Copy out the lines of the material that include the string "first".

____________________

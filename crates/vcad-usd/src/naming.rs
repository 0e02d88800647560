//! Prim name sanitization and per-parent uniquification.
//!
//! Prim names follow the USD identifier grammar: ASCII letters, digits and
//! underscores, not starting with a digit.

use std::collections::{HashMap, HashSet};

/// Name used when a label has no usable character.
pub const FALLBACK_NAME: &str = "Node";

/// Map an arbitrary label onto the identifier grammar, without
/// uniquification.
pub fn sanitize_identifier(raw: &str) -> String {
    if !raw.chars().any(is_ident_char) {
        return FALLBACK_NAME.to_string();
    }
    let mut name: String = raw
        .chars()
        .map(|c| if is_ident_char(c) { c } else { '_' })
        .collect();
    if name.starts_with(|c: char| c.is_ascii_digit()) {
        name.insert(0, '_');
    }
    name
}

/// Sanitize `raw` and make it unique among `siblings`.
///
/// A taken name gets the first free `_1`, `_2`, … suffix. `siblings` is not
/// modified; the caller registers the result.
pub fn sanitize(raw: &str, siblings: &HashSet<String>) -> String {
    let base = sanitize_identifier(raw);
    if !siblings.contains(&base) {
        return base;
    }
    let mut n = 1u64;
    loop {
        let candidate = format!("{base}_{n}");
        if !siblings.contains(&candidate) {
            return candidate;
        }
        n += 1;
    }
}

/// True when `name` is already a valid identifier.
pub fn is_valid_identifier(name: &str) -> bool {
    !name.is_empty()
        && name.chars().all(is_ident_char)
        && !name.starts_with(|c: char| c.is_ascii_digit())
}

fn is_ident_char(c: char) -> bool {
    c.is_ascii_alphanumeric() || c == '_'
}

/// Names already allocated under each parent path, for one export run.
///
/// Every parent's set starts out holding the parent's own name, so a child
/// never repeats the segment directly above it.
#[derive(Debug, Default)]
pub struct NameRegistry {
    taken: HashMap<String, HashSet<String>>,
}

impl NameRegistry {
    /// Create an empty registry.
    pub fn new() -> Self {
        Self::default()
    }

    /// Allocate a unique child name under `parent_path` (`""` for the stage
    /// root) and register it.
    pub fn allocate(&mut self, parent_path: &str, raw: &str) -> String {
        let siblings = self
            .taken
            .entry(parent_path.to_string())
            .or_insert_with(|| {
                let mut seed = HashSet::new();
                if let Some(own) = parent_path.rsplit('/').next().filter(|s| !s.is_empty()) {
                    seed.insert(own.to_string());
                }
                seed
            });
        let name = sanitize(raw, siblings);
        siblings.insert(name.clone());
        name
    }

    /// Forget every allocation.
    pub fn reset(&mut self) {
        self.taken.clear();
    }
}

/// Join a parent path and a child name.
pub fn child_path(parent_path: &str, name: &str) -> String {
    format!("{parent_path}/{name}")
}
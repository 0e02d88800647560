//! Document snapshot for the vcad export pipeline.
//!
//! A [`Document`] is a read-only copy of the host application's object tree:
//! groups, shape-carrying objects, and links to shared sub-trees, each with an
//! optional local placement. Shapes arrive already evaluated as B-rep
//! snapshots, so nothing here re-runs parametric modeling.
//!
//! The document is plain data and round-trips through JSON.

use serde::{Deserialize, Serialize};
use std::collections::{HashMap, HashSet};
use std::fmt;
use vcad_kernel_topo::Shape;

/// Stable identifier of an object (the host's internal name).
#[derive(Debug, Clone, PartialEq, Eq, Hash, PartialOrd, Ord, Serialize, Deserialize)]
#[serde(transparent)]
pub struct ObjectId(pub String);

impl ObjectId {
    /// Create an identifier.
    pub fn new(id: impl Into<String>) -> Self {
        Self(id.into())
    }

    /// The identifier as a string slice.
    pub fn as_str(&self) -> &str {
        &self.0
    }
}

impl fmt::Display for ObjectId {
    fn fmt(&self, f: &mut fmt::Formatter<'_>) -> fmt::Result {
        f.write_str(&self.0)
    }
}

impl From<&str> for ObjectId {
    fn from(s: &str) -> Self {
        Self(s.to_string())
    }
}

impl From<String> for ObjectId {
    fn from(s: String) -> Self {
        Self(s)
    }
}

/// 3D vector with f64 components (conventionally millimeters).
#[derive(Debug, Clone, Copy, PartialEq, Serialize, Deserialize)]
pub struct Vec3 {
    /// X component.
    pub x: f64,
    /// Y component.
    pub y: f64,
    /// Z component.
    pub z: f64,
}

impl Vec3 {
    /// Create a new Vec3.
    pub fn new(x: f64, y: f64, z: f64) -> Self {
        Self { x, y, z }
    }
}

/// Rotation quaternion `(x, y, z, w)`. Expected to be unit length; a
/// non-unit value is normalized on use.
#[derive(Debug, Clone, Copy, PartialEq, Serialize, Deserialize)]
pub struct Quat {
    /// X component.
    pub x: f64,
    /// Y component.
    pub y: f64,
    /// Z component.
    pub z: f64,
    /// Scalar component.
    pub w: f64,
}

impl Quat {
    /// No rotation.
    pub const IDENTITY: Quat = Quat {
        x: 0.0,
        y: 0.0,
        z: 0.0,
        w: 1.0,
    };

    /// Rotation of `angle` radians about `axis` (normalized here).
    pub fn from_axis_angle(axis: Vec3, angle: f64) -> Self {
        let len = (axis.x * axis.x + axis.y * axis.y + axis.z * axis.z).sqrt();
        let (s, c) = (angle * 0.5).sin_cos();
        let k = if len > 0.0 { s / len } else { 0.0 };
        Self {
            x: axis.x * k,
            y: axis.y * k,
            z: axis.z * k,
            w: c,
        }
    }
}

/// Local placement of an object relative to its parent.
#[derive(Debug, Clone, Copy, PartialEq, Serialize, Deserialize)]
#[serde(tag = "type")]
pub enum Placement {
    /// Rotation followed by translation.
    Rigid {
        /// Translation.
        base: Vec3,
        /// Rotation.
        rotation: Quat,
    },
    /// Raw 4x4 matrix, row-major, column-vector convention (translation in
    /// the last column).
    Matrix {
        /// Matrix rows.
        rows: [[f64; 4]; 4],
    },
}

impl Placement {
    /// A pure translation.
    pub fn translation(x: f64, y: f64, z: f64) -> Self {
        Placement::Rigid {
            base: Vec3::new(x, y, z),
            rotation: Quat::IDENTITY,
        }
    }

    /// A rotation about `axis` through the origin, then a translation.
    pub fn rigid(base: Vec3, axis: Vec3, angle: f64) -> Self {
        Placement::Rigid {
            base,
            rotation: Quat::from_axis_angle(axis, angle),
        }
    }
}

/// What an object is.
#[derive(Debug, Clone, PartialEq, Serialize, Deserialize)]
#[serde(tag = "type")]
pub enum ObjectKind {
    /// Grouping node (assembly, folder) with ordered children.
    Group {
        /// Child references, in declared order.
        #[serde(default)]
        children: Vec<ObjectId>,
    },
    /// Object carrying a boundary representation; may own children too.
    Shape {
        /// Evaluated geometry.
        shape: Shape,
        /// Child references, in declared order.
        #[serde(default)]
        children: Vec<ObjectId>,
    },
    /// Reference to a shared sub-tree.
    Link {
        /// Linked object.
        target: ObjectId,
    },
}

fn default_visible() -> bool {
    true
}

/// An object of the document.
#[derive(Debug, Clone, PartialEq, Serialize, Deserialize)]
pub struct DocumentObject {
    /// Stable identifier.
    pub id: ObjectId,
    /// Human-readable label.
    #[serde(default)]
    pub label: String,
    /// Local placement; `None` is identity.
    #[serde(default, skip_serializing_if = "Option::is_none")]
    pub placement: Option<Placement>,
    /// Visibility in the host.
    #[serde(default = "default_visible")]
    pub visible: bool,
    /// Object kind.
    pub kind: ObjectKind,
}

impl DocumentObject {
    fn with_kind(id: impl Into<ObjectId>, label: impl Into<String>, kind: ObjectKind) -> Self {
        Self {
            id: id.into(),
            label: label.into(),
            placement: None,
            visible: true,
            kind,
        }
    }

    /// A group with the given children.
    pub fn group(id: impl Into<ObjectId>, label: impl Into<String>, children: &[&str]) -> Self {
        Self::with_kind(
            id,
            label,
            ObjectKind::Group {
                children: children.iter().map(|c| ObjectId::from(*c)).collect(),
            },
        )
    }

    /// A shape-carrying object without children.
    pub fn shape(id: impl Into<ObjectId>, label: impl Into<String>, shape: Shape) -> Self {
        Self::with_kind(
            id,
            label,
            ObjectKind::Shape {
                shape,
                children: Vec::new(),
            },
        )
    }

    /// A link to `target`.
    pub fn link(id: impl Into<ObjectId>, label: impl Into<String>, target: &str) -> Self {
        Self::with_kind(
            id,
            label,
            ObjectKind::Link {
                target: target.into(),
            },
        )
    }

    /// Set the local placement.
    pub fn with_placement(mut self, placement: Placement) -> Self {
        self.placement = Some(placement);
        self
    }

    /// Replace the children of a group or shape object. Links are unchanged.
    pub fn with_children(mut self, ids: &[&str]) -> Self {
        match &mut self.kind {
            ObjectKind::Group { children } | ObjectKind::Shape { children, .. } => {
                *children = ids.iter().map(|c| ObjectId::from(*c)).collect();
            }
            ObjectKind::Link { .. } => {}
        }
        self
    }

    /// Mark the object hidden.
    pub fn hidden(mut self) -> Self {
        self.visible = false;
        self
    }

    /// Objects visited below this one: declared children, or a link's target.
    pub fn children(&self) -> &[ObjectId] {
        match &self.kind {
            ObjectKind::Group { children } | ObjectKind::Shape { children, .. } => children,
            ObjectKind::Link { target } => std::slice::from_ref(target),
        }
    }

    /// The carried geometry, if any.
    pub fn shape_data(&self) -> Option<&Shape> {
        match &self.kind {
            ObjectKind::Shape { shape, .. } => Some(shape),
            _ => None,
        }
    }

    /// True for links.
    pub fn is_link(&self) -> bool {
        matches!(self.kind, ObjectKind::Link { .. })
    }
}

/// A document snapshot, the export input format.
#[derive(Debug, Clone, PartialEq, Serialize, Deserialize)]
pub struct Document {
    /// Format version string (e.g. "0.1").
    pub version: String,
    /// All objects, in document order.
    #[serde(default)]
    pub objects: Vec<DocumentObject>,
    /// Explicit top-level objects. When empty, see [`Document::root_ids`].
    #[serde(default, skip_serializing_if = "Vec::is_empty")]
    pub roots: Vec<ObjectId>,
}

impl Default for Document {
    fn default() -> Self {
        Self {
            version: "0.1".to_string(),
            objects: Vec::new(),
            roots: Vec::new(),
        }
    }
}

impl Document {
    /// Create a new empty document.
    pub fn new() -> Self {
        Self::default()
    }

    /// Append an object (builder style).
    pub fn with(mut self, object: DocumentObject) -> Self {
        self.objects.push(object);
        self
    }

    /// Look up an object by id.
    pub fn get(&self, id: &str) -> Option<&DocumentObject> {
        self.objects.iter().find(|o| o.id.as_str() == id)
    }

    /// Id → object map for repeated lookups. The first object wins on
    /// duplicate ids.
    pub fn index(&self) -> HashMap<&str, &DocumentObject> {
        let mut map = HashMap::with_capacity(self.objects.len());
        for obj in &self.objects {
            map.entry(obj.id.as_str()).or_insert(obj);
        }
        map
    }

    /// Top-level objects: the explicit root list, or else inferred in
    /// document order.
    ///
    /// Inferred roots are the objects no other object references
    /// (self-references do not count). Objects still unreachable after that
    /// sit on a closed cycle; the first of each such cycle becomes a root too.
    pub fn root_ids(&self) -> Vec<ObjectId> {
        if !self.roots.is_empty() {
            return self.roots.clone();
        }
        let referenced: HashSet<&ObjectId> = self
            .objects
            .iter()
            .flat_map(|o| o.children().iter().filter(move |c| **c != o.id))
            .collect();
        let mut roots: Vec<&ObjectId> = self
            .objects
            .iter()
            .filter(|o| !referenced.contains(&o.id))
            .map(|o| &o.id)
            .collect();

        let index = self.index();
        let mut reached = HashSet::new();
        for root in &roots {
            mark_reachable(&index, root.as_str(), &mut reached);
        }
        for obj in &self.objects {
            if !reached.contains(obj.id.as_str()) {
                mark_reachable(&index, obj.id.as_str(), &mut reached);
                roots.push(&obj.id);
            }
        }
        roots.into_iter().cloned().collect()
    }

    /// Serialize to JSON string.
    pub fn to_json(&self) -> Result<String, serde_json::Error> {
        serde_json::to_string_pretty(self)
    }

    /// Deserialize from JSON string.
    pub fn from_json(json: &str) -> Result<Self, serde_json::Error> {
        serde_json::from_str(json)
    }
}

fn mark_reachable<'d>(
    index: &HashMap<&'d str, &'d DocumentObject>,
    start: &'d str,
    reached: &mut HashSet<&'d str>,
) {
    let mut stack = vec![start];
    while let Some(id) = stack.pop() {
        let Some(obj) = index.get(id).copied() else {
            continue;
        };
        if reached.insert(obj.id.as_str()) {
            stack.extend(obj.children().iter().map(ObjectId::as_str));
        }
    }
}
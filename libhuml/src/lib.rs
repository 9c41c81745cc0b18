//! HUML (Human-oriented Markup Language) parser and encoder.
//!
//! HUML is an indentation-based data format with strict, unambiguous
//! spacing: one space after every indicator and comma, no trailing
//! whitespace, and explicit `[]`/`{}` markers for empty collections.
//!
//! # Parsing Pipeline
//!
//! The parser operates in three phases:
//!
//! 1. **Scanner**: Splits source text into lines, measuring indentation and
//!    rejecting trailing spaces and tab indentation.
//!
//! 2. **Lexer**: Converts lines into typed tokens (keys, indicators, scalars,
//!    markers) with one token of lookahead.
//!
//! 3. **Parser**: Classifies the root and recursively parses dicts, lists and
//!    scalars at exact indentation levels into a [`Value`].
//!
//! The [`encode`] direction writes a [`Value`] back out in canonical form,
//! with dict keys sorted so output is deterministic.

mod encode;
mod error;
mod lexer;
mod parser;
mod scanner;
mod stream;
mod value;

use log::debug;

pub use encode::{encode, encode_with, EncodeOptions};
pub use error::{EncodeError, Error, ErrorKind, ParseError, Result};
pub use parser::MAX_NESTING;
pub use stream::{Decoder, Encoder};
pub use value::Value;

/// The HUML version accepted in a `%HUML` directive and written by the encoder.
pub const SUPPORTED_VERSION: &str = "v0.2.0";

/// Parse a HUML document from a string.
///
/// # Example
///
/// ```
/// use libhuml::{parse, Value};
///
/// let value = parse("name: \"Alice\"\nage: 30\n").unwrap();
/// assert_eq!(value.get("age"), Some(&Value::Int(30)));
/// ```
pub fn parse(input: &str) -> Result<Value> {
    debug!("parsing {} bytes", input.len());
    parser::parse_document(input)
}

/// Parse a HUML document from bytes, which must be UTF-8.
pub fn parse_bytes(bytes: &[u8]) -> Result<Value> {
    match std::str::from_utf8(bytes) {
        Ok(text) => parse(text),
        Err(err) => {
            let valid = &bytes[..err.valid_up_to()];
            let line = valid.iter().filter(|&&b| b == b'\n').count() + 1;
            Err(ParseError::InvalidUtf8(line))
        }
    }
}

____________________

→ Response to the exercise
/// A taken name gets the first free `_1`, `_2`, … suffix. `siblings` is not
    /// Id → object map for repeated lookups. The first object wins on
    /// sit on a closed cycle; the first of each such cycle becomes a root too.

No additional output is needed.